[Collected data entries]
++++++++++

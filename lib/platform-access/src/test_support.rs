//! RSA token signing for tests.
//!
//! Produces compact RS256 tokens and the matching JWK so verification can be
//! exercised end to end without a real identity provider.

use base64::Engine;
use base64::engine::general_purpose::URL_SAFE_NO_PAD;
use rsa::traits::PublicKeyParts;
use rsa::{Pkcs1v15Sign, RsaPrivateKey};
use sha2::{Digest, Sha256};
use std::sync::LazyLock;

use crate::oidc::jose::{ALGORITHM_RS256, Jwk, Jwks, KEY_TYPE_RSA, KEY_USE_SIGNING};

static SHARED: LazyLock<TokenSigner> = LazyLock::new(|| TokenSigner::generate("test-key"));

/// An RSA key pair that signs tokens under a fixed key ID.
pub struct TokenSigner {
    key: RsaPrivateKey,
    key_id: String,
}

impl TokenSigner {
    /// Generates a fresh 2048-bit key.
    ///
    /// # Panics
    ///
    /// Panics if key generation fails.
    #[must_use]
    pub fn generate(key_id: &str) -> Self {
        let key = RsaPrivateKey::new(&mut rand::thread_rng(), 2048).expect("generate RSA key");
        Self {
            key,
            key_id: key_id.to_string(),
        }
    }

    /// A process-wide signer, generated on first use.
    #[must_use]
    pub fn shared() -> &'static Self {
        &SHARED
    }

    #[must_use]
    pub fn key_id(&self) -> &str {
        &self.key_id
    }

    /// The public half as a JWK with `kty`, `alg`, `use` and `kid` set.
    #[must_use]
    pub fn jwk(&self) -> Jwk {
        let public = self.key.to_public_key();
        Jwk {
            key_type: KEY_TYPE_RSA.to_string(),
            usage: Some(KEY_USE_SIGNING.to_string()),
            algorithm: Some(ALGORITHM_RS256.to_string()),
            key_id: Some(self.key_id.clone()),
            modulus: Some(URL_SAFE_NO_PAD.encode(public.n().to_bytes_be())),
            exponent: Some(URL_SAFE_NO_PAD.encode(public.e().to_bytes_be())),
        }
    }

    /// A key set holding only this signer's key.
    #[must_use]
    pub fn jwks(&self) -> Jwks {
        Jwks {
            keys: vec![self.jwk()],
        }
    }

    /// Signs `claims` under a standard `{"alg":"RS256","typ":"JWT","kid":..}` header.
    #[must_use]
    pub fn sign(&self, claims: &serde_json::Value) -> String {
        self.sign_with_header(
            &serde_json::json!({
                "alg": ALGORITHM_RS256,
                "typ": "JWT",
                "kid": self.key_id,
            }),
            claims,
        )
    }

    /// Signs `claims` under an arbitrary header.
    ///
    /// # Panics
    ///
    /// Panics if signing fails.
    #[must_use]
    pub fn sign_with_header(
        &self,
        header: &serde_json::Value,
        claims: &serde_json::Value,
    ) -> String {
        let header = URL_SAFE_NO_PAD.encode(header.to_string());
        let claims = URL_SAFE_NO_PAD.encode(claims.to_string());
        let signed_content = format!("{header}.{claims}");

        let digest = Sha256::digest(signed_content.as_bytes());
        let signature = self
            .key
            .sign(Pkcs1v15Sign::new::<Sha256>(), &digest)
            .expect("sign token");

        format!("{signed_content}.{}", URL_SAFE_NO_PAD.encode(signature))
    }
}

++++++++++

> [Exercise details]
Restate the records word for word, keeping every line.

> [Solution below]
filename lib/platform-access/src/test_support.rs
//! RSA token signing for tests.
//!
//! Produces compact RS256 tokens and the matching JWK so verification can be
//! exercised end to end without a real identity provider.

use base64::Engine;
use base64::engine::general_purpose::URL_SAFE_NO_PAD;
use rsa::traits::PublicKeyParts;
use rsa::{Pkcs1v15Sign, RsaPrivateKey};
use sha2::{Digest, Sha256};
use std::sync::LazyLock;

use crate::oidc::jose::{ALGORITHM_RS256, Jwk, Jwks, KEY_TYPE_RSA, KEY_USE_SIGNING};

static SHARED: LazyLock<TokenSigner> = LazyLock::new(|| TokenSigner::generate("test-key"));

/// An RSA key pair that signs tokens under a fixed key ID.
pub struct TokenSigner {
    key: RsaPrivateKey,
    key_id: String,
}

impl TokenSigner {
    /// Generates a fresh 2048-bit key.
    ///
    /// # Panics
    ///
    /// Panics if key generation fails.
    #[must_use]
    pub fn generate(key_id: &str) -> Self {
        let key = RsaPrivateKey::new(&mut rand::thread_rng(), 2048).expect("generate RSA key");
        Self {
            key,
            key_id: key_id.to_string(),
        }
    }

    /// A process-wide signer, generated on first use.
    #[must_use]
    pub fn shared() -> &'static Self {
        &SHARED
    }

    #[must_use]
    pub fn key_id(&self) -> &str {
        &self.key_id
    }

    /// The public half as a JWK with `kty`, `alg`, `use` and `kid` set.
    #[must_use]
    pub fn jwk(&self) -> Jwk {
        let public = self.key.to_public_key();
        Jwk {
            key_type: KEY_TYPE_RSA.to_string(),
            usage: Some(KEY_USE_SIGNING.to_string()),
            algorithm: Some(ALGORITHM_RS256.to_string()),
            key_id: Some(self.key_id.clone()),
            modulus: Some(URL_SAFE_NO_PAD.encode(public.n().to_bytes_be())),
            exponent: Some(URL_SAFE_NO_PAD.encode(public.e().to_bytes_be())),
        }
    }

    /// A key set holding only this signer's key.
    #[must_use]
    pub fn jwks(&self) -> Jwks {
        Jwks {
            keys: vec![self.jwk()],
        }
    }

    /// Signs `claims` under a standard `{"alg":"RS256","typ":"JWT","kid":..}` header.
    #[must_use]
    pub fn sign(&self, claims: &serde_json::Value) -> String {
        self.sign_with_header(
            &serde_json::json!({
                "alg": ALGORITHM_RS256,
                "typ": "JWT",
                "kid": self.key_id,
            }),
            claims,
        )
    }

    /// Signs `claims` under an arbitrary header.
    ///
    /// # Panics
    ///
    /// Panics if signing fails.
    #[must_use]
    pub fn sign_with_header(
        &self,
        header: &serde_json::Value,
        claims: &serde_json::Value,
    ) -> String {
        let header = URL_SAFE_NO_PAD.encode(header.to_string());
        let claims = URL_SAFE_NO_PAD.encode(claims.to_string());
        let signed_content = format!("{header}.{claims}");

        let digest = Sha256::digest(signed_content.as_bytes());
        let signature = self
            .key
            .sign(Pkcs1v15Sign::new::<Sha256>(), &digest)
            .expect("sign token");

        format!("{signed_content}.{}", URL_SAFE_NO_PAD.encode(signature))
    }
}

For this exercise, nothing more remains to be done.